■ Instructions to follow ■
Whatever appears in the listing, return all of it exactly.

───── Data under study ─────

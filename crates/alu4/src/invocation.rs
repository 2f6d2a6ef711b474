//! Command-line invocation contract.
//!
//! ```text
//! alu -a 0xH 0xH     ADD
//! alu -d 0xH 0xH     AND
//! alu -d 0xH         NOT
//! alu -<c> 0xH       NOT (any other flag character)
//! ```
//!
//! Operands are `0x` followed by exactly one uppercase hex digit. Parsing is
//! strict: anything the contract does not describe is rejected with an
//! [`AluError`] rather than guessed at.

use crate::error::{AluError, Result};
use crate::opcode::{Instruction, Opcode};
use crate::register::{hex_char_to_value, Register};

/// Prefix every hex literal carries.
pub const HEX_PREFIX: &str = "0x";

/// Parses the arguments that follow the program name.
///
/// # Errors
///
/// - [`AluError::MissingArgument`] if the flag or a required operand is absent
/// - [`AluError::InvalidFlag`] if the flag is not `-` plus one character
/// - [`AluError::UnexpectedArgument`] if more operands than the operation
///   takes are given
/// - [`AluError::InvalidHexLiteral`] if an operand is malformed
///
/// # Example
///
/// ```
/// use alu4::invocation::parse;
/// use alu4::{Instruction, Opcode};
///
/// let insn = parse(&["-d", "0x5"]).unwrap();
/// assert_eq!(insn.opcode(), Opcode::Not);
/// assert!(parse(&["-a", "0x5"]).is_err());
/// ```
pub fn parse<S: AsRef<str>>(args: &[S]) -> Result<Instruction> {
    let (flag, operands) = match args.split_first() {
        Some((flag, rest)) => (flag.as_ref(), rest),
        None => return Err(AluError::MissingArgument { what: "flag" }),
    };

    let opcode = parse_flag(flag)?;

    let first = match operands.first() {
        Some(s) => s.as_ref(),
        None => {
            return Err(AluError::MissingArgument {
                what: "first operand",
            })
        }
    };
    let second: Option<&str> = operands.get(1).map(AsRef::as_ref);

    // Positions are 1-based on the command line, flag at 1.
    if let Some(extra) = operands.get(2) {
        return Err(AluError::UnexpectedArgument {
            argument: extra.as_ref().to_string(),
            position: 4,
        });
    }

    match (opcode, second) {
        (Opcode::Add, Some(second)) => Ok(Instruction::Add(
            parse_hex_literal(first)?,
            parse_hex_literal(second)?,
        )),
        (Opcode::Add, None) => Err(AluError::MissingArgument {
            what: "second operand",
        }),
        (Opcode::And, Some(second)) => Ok(Instruction::And(
            parse_hex_literal(first)?,
            parse_hex_literal(second)?,
        )),
        // `-d` with a single operand is NOT
        (Opcode::And, None) | (Opcode::Not, None) => {
            Ok(Instruction::Not(parse_hex_literal(first)?))
        }
        (Opcode::Not, Some(second)) => Err(AluError::UnexpectedArgument {
            argument: second.to_string(),
            position: 3,
        }),
    }
}

/// Decodes a `-<c>` flag.
///
/// Any single character is accepted; see [`Opcode::from_flag`].
///
/// # Errors
///
/// Returns [`AluError::InvalidFlag`] unless `flag` is one dash followed by
/// exactly one character.
pub fn parse_flag(flag: &str) -> Result<Opcode> {
    let mut chars = flag.chars();
    match (chars.next(), chars.next(), chars.next()) {
        (Some('-'), Some(c), None) if c != '-' => Ok(Opcode::from_flag(c)),
        _ => Err(AluError::InvalidFlag {
            flag: flag.to_string(),
        }),
    }
}

/// Parses a `0xH` literal into a register.
///
/// # Errors
///
/// Returns [`AluError::InvalidHexLiteral`] unless `literal` is `0x` followed
/// by exactly one of `0-9` / `A-F`.
pub fn parse_hex_literal(literal: &str) -> Result<Register> {
    let invalid = || AluError::InvalidHexLiteral {
        literal: literal.to_string(),
    };

    let digits = literal.strip_prefix(HEX_PREFIX).ok_or_else(invalid)?;
    let mut chars = digits.chars();
    let digit = match (chars.next(), chars.next()) {
        (Some(c), None) => c,
        _ => return Err(invalid()),
    };

    let value = hex_char_to_value(digit).map_err(|_| invalid())?;
    Register::from_value(value)
}

/// Parses the arguments and runs them on a scalar [`Alu`](crate::Alu).
///
/// # Errors
///
/// Same as [`parse`].
pub fn run<S: AsRef<str>>(args: &[S]) -> Result<crate::Outcome> {
    let instruction = parse(args)?;
    Ok(crate::Alu::new().execute(instruction))
}

#[cfg(test)]
mod tests {
    use super::*;

    fn reg(n: u8) -> Register {
        Register::from_value(n).unwrap()
    }

    #[test]
    fn test_parse_add_and() {
        assert_eq!(
            parse(&["-a", "0x3", "0x4"]),
            Ok(Instruction::Add(reg(3), reg(4)))
        );
        assert_eq!(
            parse(&["-d", "0xC", "0xA"]),
            Ok(Instruction::And(reg(0xC), reg(0xA)))
        );
    }

    #[test]
    fn test_parse_not_forms() {
        assert_eq!(parse(&["-d", "0x5"]), Ok(Instruction::Not(reg(5))));
        assert_eq!(parse(&["-n", "0x5"]), Ok(Instruction::Not(reg(5))));
        assert_eq!(parse(&["-z", "0x0"]), Ok(Instruction::Not(reg(0))));
    }

    #[test]
    fn test_missing_arguments() {
        let empty: [&str; 0] = [];
        assert_eq!(
            parse(&empty),
            Err(AluError::MissingArgument { what: "flag" })
        );
        assert_eq!(
            parse(&["-a"]),
            Err(AluError::MissingArgument {
                what: "first operand"
            })
        );
        assert_eq!(
            parse(&["-a", "0x1"]),
            Err(AluError::MissingArgument {
                what: "second operand"
            })
        );
    }

    #[test]
    fn test_unexpected_arguments() {
        assert_eq!(
            parse(&["-n", "0x1", "0x2"]),
            Err(AluError::UnexpectedArgument {
                argument: "0x2".to_string(),
                position: 3
            })
        );
        assert_eq!(
            parse(&["-a", "0x1", "0x2", "0x3"]),
            Err(AluError::UnexpectedArgument {
                argument: "0x3".to_string(),
                position: 4
            })
        );
    }

    #[test]
    fn test_invalid_flags() {
        for flag in ["a", "-", "--", "-ad", "--add", ""] {
            assert_eq!(
                parse_flag(flag),
                Err(AluError::InvalidFlag {
                    flag: flag.to_string()
                }),
                "flag {:?}",
                flag
            );
        }
    }

    #[test]
    fn test_invalid_hex_literals() {
        for literal in ["0xa", "0xG", "3", "0x", "0x10", "0X3", "x3", "0x3 ", "1x3"] {
            assert_eq!(
                parse_hex_literal(literal),
                Err(AluError::InvalidHexLiteral {
                    literal: literal.to_string()
                }),
                "literal {:?}",
                literal
            );
        }
    }

    #[test]
    fn test_all_valid_literals() {
        for n in 0..=15u8 {
            let literal = format!("0x{}", reg(n).hex_digit());
            assert_eq!(parse_hex_literal(&literal), Ok(reg(n)));
        }
    }

    #[test]
    fn test_run() {
        assert_eq!(run(&["-a", "0x9", "0x1"]).unwrap().to_string(), "-> 0xA = -6");
        assert_eq!(run(&["-d", "0x5"]).unwrap().to_string(), "-> 0xA");
        assert!(run(&["-a", "0xZ", "0x1"]).is_err());
    }
}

─────

■ Task solution ■
filename crates/alu4/src/invocation.rs
repository 2f6d2a6ef711b474
//! Command-line invocation contract.
//!
//! ```text
//! alu -a 0xH 0xH     ADD
//! alu -d 0xH 0xH     AND
//! alu -d 0xH         NOT
//! alu -<c> 0xH       NOT (any other flag character)
//! ```
//!
//! Operands are `0x` followed by exactly one uppercase hex digit. Parsing is
//! strict: anything the contract does not describe is rejected with an
//! [`AluError`] rather than guessed at.

use crate::error::{AluError, Result};
use crate::opcode::{Instruction, Opcode};
use crate::register::{hex_char_to_value, Register};

/// Prefix every hex literal carries.
pub const HEX_PREFIX: &str = "0x";

/// Parses the arguments that follow the program name.
///
/// # Errors
///
/// - [`AluError::MissingArgument`] if the flag or a required operand is absent
/// - [`AluError::InvalidFlag`] if the flag is not `-` plus one character
/// - [`AluError::UnexpectedArgument`] if more operands than the operation
///   takes are given
/// - [`AluError::InvalidHexLiteral`] if an operand is malformed
///
/// # Example
///
/// ```
/// use alu4::invocation::parse;
/// use alu4::{Instruction, Opcode};
///
/// let insn = parse(&["-d", "0x5"]).unwrap();
/// assert_eq!(insn.opcode(), Opcode::Not);
/// assert!(parse(&["-a", "0x5"]).is_err());
/// ```
pub fn parse<S: AsRef<str>>(args: &[S]) -> Result<Instruction> {
    let (flag, operands) = match args.split_first() {
        Some((flag, rest)) => (flag.as_ref(), rest),
        None => return Err(AluError::MissingArgument { what: "flag" }),
    };

    let opcode = parse_flag(flag)?;

    let first = match operands.first() {
        Some(s) => s.as_ref(),
        None => {
            return Err(AluError::MissingArgument {
                what: "first operand",
            })
        }
    };
    let second: Option<&str> = operands.get(1).map(AsRef::as_ref);

    // Positions are 1-based on the command line, flag at 1.
    if let Some(extra) = operands.get(2) {
        return Err(AluError::UnexpectedArgument {
            argument: extra.as_ref().to_string(),
            position: 4,
        });
    }

    match (opcode, second) {
        (Opcode::Add, Some(second)) => Ok(Instruction::Add(
            parse_hex_literal(first)?,
            parse_hex_literal(second)?,
        )),
        (Opcode::Add, None) => Err(AluError::MissingArgument {
            what: "second operand",
        }),
        (Opcode::And, Some(second)) => Ok(Instruction::And(
            parse_hex_literal(first)?,
            parse_hex_literal(second)?,
        )),
        // `-d` with a single operand is NOT
        (Opcode::And, None) | (Opcode::Not, None) => {
            Ok(Instruction::Not(parse_hex_literal(first)?))
        }
        (Opcode::Not, Some(second)) => Err(AluError::UnexpectedArgument {
            argument: second.to_string(),
            position: 3,
        }),
    }
}

/// Decodes a `-<c>` flag.
///
/// Any single character is accepted; see [`Opcode::from_flag`].
///
/// # Errors
///
/// Returns [`AluError::InvalidFlag`] unless `flag` is one dash followed by
/// exactly one character.
pub fn parse_flag(flag: &str) -> Result<Opcode> {
    let mut chars = flag.chars();
    match (chars.next(), chars.next(), chars.next()) {
        (Some('-'), Some(c), None) if c != '-' => Ok(Opcode::from_flag(c)),
        _ => Err(AluError::InvalidFlag {
            flag: flag.to_string(),
        }),
    }
}

/// Parses a `0xH` literal into a register.
///
/// # Errors
///
/// Returns [`AluError::InvalidHexLiteral`] unless `literal` is `0x` followed
/// by exactly one of `0-9` / `A-F`.
pub fn parse_hex_literal(literal: &str) -> Result<Register> {
    let invalid = || AluError::InvalidHexLiteral {
        literal: literal.to_string(),
    };

    let digits = literal.strip_prefix(HEX_PREFIX).ok_or_else(invalid)?;
    let mut chars = digits.chars();
    let digit = match (chars.next(), chars.next()) {
        (Some(c), None) => c,
        _ => return Err(invalid()),
    };

    let value = hex_char_to_value(digit).map_err(|_| invalid())?;
    Register::from_value(value)
}

/// Parses the arguments and runs them on a scalar [`Alu`](crate::Alu).
///
/// # Errors
///
/// Same as [`parse`].
pub fn run<S: AsRef<str>>(args: &[S]) -> Result<crate::Outcome> {
    let instruction = parse(args)?;
    Ok(crate::Alu::new().execute(instruction))
}

#[cfg(test)]
mod tests {
    use super::*;

    fn reg(n: u8) -> Register {
        Register::from_value(n).unwrap()
    }

    #[test]
    fn test_parse_add_and() {
        assert_eq!(
            parse(&["-a", "0x3", "0x4"]),
            Ok(Instruction::Add(reg(3), reg(4)))
        );
        assert_eq!(
            parse(&["-d", "0xC", "0xA"]),
            Ok(Instruction::And(reg(0xC), reg(0xA)))
        );
    }

    #[test]
    fn test_parse_not_forms() {
        assert_eq!(parse(&["-d", "0x5"]), Ok(Instruction::Not(reg(5))));
        assert_eq!(parse(&["-n", "0x5"]), Ok(Instruction::Not(reg(5))));
        assert_eq!(parse(&["-z", "0x0"]), Ok(Instruction::Not(reg(0))));
    }

    #[test]
    fn test_missing_arguments() {
        let empty: [&str; 0] = [];
        assert_eq!(
            parse(&empty),
            Err(AluError::MissingArgument { what: "flag" })
        );
        assert_eq!(
            parse(&["-a"]),
            Err(AluError::MissingArgument {
                what: "first operand"
            })
        );
        assert_eq!(
            parse(&["-a", "0x1"]),
            Err(AluError::MissingArgument {
                what: "second operand"
            })
        );
    }

    #[test]
    fn test_unexpected_arguments() {
        assert_eq!(
            parse(&["-n", "0x1", "0x2"]),
            Err(AluError::UnexpectedArgument {
                argument: "0x2".to_string(),
                position: 3
            })
        );
        assert_eq!(
            parse(&["-a", "0x1", "0x2", "0x3"]),
            Err(AluError::UnexpectedArgument {
                argument: "0x3".to_string(),
                position: 4
            })
        );
    }

    #[test]
    fn test_invalid_flags() {
        for flag in ["a", "-", "--", "-ad", "--add", ""] {
            assert_eq!(
                parse_flag(flag),
                Err(AluError::InvalidFlag {
                    flag: flag.to_string()
                }),
                "flag {:?}",
                flag
            );
        }
    }

    #[test]
    fn test_invalid_hex_literals() {
        for literal in ["0xa", "0xG", "3", "0x", "0x10", "0X3", "x3", "0x3 ", "1x3"] {
            assert_eq!(
                parse_hex_literal(literal),
                Err(AluError::InvalidHexLiteral {
                    literal: literal.to_string()
                }),
                "literal {:?}",
                literal
            );
        }
    }

    #[test]
    fn test_all_valid_literals() {
        for n in 0..=15u8 {
            let literal = format!("0x{}", reg(n).hex_digit());
            assert_eq!(parse_hex_literal(&literal), Ok(reg(n)));
        }
    }

    #[test]
    fn test_run() {
        assert_eq!(run(&["-a", "0x9", "0x1"]).unwrap().to_string(), "-> 0xA = -6");
        assert_eq!(run(&["-d", "0x5"]).unwrap().to_string(), "-> 0xA");
        assert!(run(&["-a", "0xZ", "0x1"]).is_err());
    }
}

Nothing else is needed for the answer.